INFORMATION SUPPLIED Block Start
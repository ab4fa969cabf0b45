//! Logical contract names and deployment defaults.

/// Registry name of the funding contract.
pub const FUND_ME_CONTRACT: &str = "FundMe";

/// Registry name of the mock price feed deployed on development networks.
pub const MOCK_AGGREGATOR_CONTRACT: &str = "MockV3Aggregator";

/// Block confirmations to wait for when a network does not configure its own.
pub const DEFAULT_CONFIRMATIONS: u64 = 1;

/// Revert reason raised by the contract when a non-owner attempts withdrawal.
pub const NOT_OWNER_REVERT: &str = "FundMe__NotOwner";

/// Revert reason raised by the contract when the funded value converts to
/// less than the minimum USD threshold.
pub const BELOW_MINIMUM_REVERT: &str = "You need to spend more ETH!";
//! In-memory deployment registry with per-network file persistence.
//!
//! Maps logical contract names to their `DeploymentRecord`. The deploy binary
//! saves a snapshot under the deployments directory so the withdraw binary,
//! running as a separate process, can locate the contract it operates on.
use std::{
    collections::BTreeMap,
    fs,
    path::{Path, PathBuf},
};

use dashmap::DashMap;
use thiserror::Error;

use crate::models::DeploymentRecord;

#[derive(Error, Debug)]
pub enum RegistryError {
    #[error("No deployment recorded for contract '{0}'")]
    NotFound(String),
    #[error("Deployments file error: {0}")]
    Io(#[from] std::io::Error),
    #[error("Malformed deployments file: {0}")]
    Json(#[from] serde_json::Error),
}

/// Registry of contracts deployed in the current session or loaded from a
/// previous one.
#[derive(Debug, Default)]
pub struct DeploymentRegistry {
    records: DashMap<String, DeploymentRecord>,
}

impl DeploymentRegistry {
    pub fn new() -> Self {
        Self {
            records: DashMap::new(),
        }
    }

    /// Records a deployment under its logical name, replacing any earlier
    /// record for the same contract.
    pub fn record(&self, record: DeploymentRecord) {
        self.records.insert(record.name.clone(), record);
    }

    /// Returns the record for a logical contract name, if one exists.
    pub fn get(&self, name: &str) -> Option<DeploymentRecord> {
        self.records.get(name).map(|entry| entry.value().clone())
    }

    /// Returns the record for a logical contract name, failing if absent.
    pub fn require(&self, name: &str) -> Result<DeploymentRecord, RegistryError> {
        self.get(name)
            .ok_or_else(|| RegistryError::NotFound(name.to_string()))
    }

    pub fn is_empty(&self) -> bool {
        self.records.is_empty()
    }

    /// Path of the deployments file for a network.
    pub fn file_path(deployments_dir: &str, network: &str) -> PathBuf {
        Path::new(deployments_dir).join(format!("{}.json", network))
    }

    /// Persists a snapshot of the registry as JSON, creating the parent
    /// directory if needed.
    pub fn save(&self, path: &Path) -> Result<(), RegistryError> {
        if let Some(parent) = path.parent() {
            fs::create_dir_all(parent)?;
        }

        let snapshot: BTreeMap<String, DeploymentRecord> = self
            .records
            .iter()
            .map(|entry| (entry.key().clone(), entry.value().clone()))
            .collect();
        fs::write(path, serde_json::to_string_pretty(&snapshot)?)?;
        Ok(())
    }

    /// Loads a registry snapshot previously written by [`save`](Self::save).
    pub fn load(path: &Path) -> Result<Self, RegistryError> {
        let contents = fs::read_to_string(path)?;
        let snapshot: BTreeMap<String, DeploymentRecord> = serde_json::from_str(&contents)?;

        let registry = Self::new();
        for (name, record) in snapshot {
            registry.records.insert(name, record);
        }
        Ok(registry)
    }
}
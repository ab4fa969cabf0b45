//! # Services Module
//!
//! Core harness logic: price feed resolution, contract deployment, and the
//! typed FundMe contract handle, all sitting on top of the ledger client
//! abstraction.

mod deployer;
pub use deployer::*;

mod fund_me;
pub use fund_me::*;

mod ledger;
pub use ledger::*;

mod resolver;
pub use resolver::*;
use thiserror::Error;

/// Failures while resolving deployment configuration for a network.
#[derive(Error, Debug)]
pub enum ConfigurationError {
    #[error("No network configured for chain id {0}")]
    UnknownNetwork(u64),
    #[error("Network '{0}' has no price feed configured")]
    MissingPriceFeed(String),
    #[error("Mock price feed has not been deployed on this network yet")]
    MissingMockDeployment,
}
pub mod abi;

mod units;
pub use units::*;
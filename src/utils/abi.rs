//! Minimal ABI encoding for the narrow call surface this harness touches.
//!
//! The FundMe contract only ever crosses this boundary with address and
//! uint256 arguments, so calldata is built by hand from the method signature
//! selector and 32-byte words instead of generating bindings for an external
//! ABI the harness does not own.

use alloy::primitives::{keccak256, Address, Bytes, U256};
use thiserror::Error;

use crate::models::CallArg;

#[derive(Error, Debug)]
pub enum AbiError {
    #[error("Return data too short: got {0} bytes, expected at least 32")]
    ShortReturnData(usize),
}

/// First four bytes of the keccak-256 hash of a canonical method signature,
/// e.g. `"fund()"` or `"s_funders(uint256)"`.
pub fn selector(signature: &str) -> [u8; 4] {
    let hash = keccak256(signature.as_bytes());
    [hash[0], hash[1], hash[2], hash[3]]
}

/// ABI-encodes a single argument as a 32-byte word.
pub fn encode_word(arg: &CallArg) -> [u8; 32] {
    match arg {
        CallArg::Address(address) => {
            let mut word = [0u8; 32];
            word[12..].copy_from_slice(address.as_slice());
            word
        }
        CallArg::Uint(value) => value.to_be_bytes::<32>(),
    }
}

/// ABI-encodes an argument list without a selector, as appended to creation
/// bytecode for constructor arguments.
pub fn encode_args(args: &[CallArg]) -> Vec<u8> {
    let mut encoded = Vec::with_capacity(args.len() * 32);
    for arg in args {
        encoded.extend_from_slice(&encode_word(arg));
    }
    encoded
}

/// Builds full calldata for a method call: selector followed by the encoded
/// argument words.
pub fn encode_call(signature: &str, args: &[CallArg]) -> Bytes {
    let mut calldata = Vec::with_capacity(4 + args.len() * 32);
    calldata.extend_from_slice(&selector(signature));
    calldata.extend_from_slice(&encode_args(args));
    calldata.into()
}

/// Decodes a single address from the first return word.
pub fn decode_address(data: &[u8]) -> Result<Address, AbiError> {
    if data.len() < 32 {
        return Err(AbiError::ShortReturnData(data.len()));
    }
    Ok(Address::from_slice(&data[12..32]))
}

/// Decodes a single uint256 from the first return word.
pub fn decode_uint(data: &[u8]) -> Result<U256, AbiError> {
    if data.len() < 32 {
        return Err(AbiError::ShortReturnData(data.len()));
    }
    Ok(U256::from_be_slice(&data[..32]))
}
INFORMATION SUPPLIED Block End
Extract every line above containing the word "harness".

:: SOLUTION ::
//! Core harness logic: price feed resolution, contract deployment, and the
//! Minimal ABI encoding for the narrow call surface this harness touches.
//! ABI the harness does not own.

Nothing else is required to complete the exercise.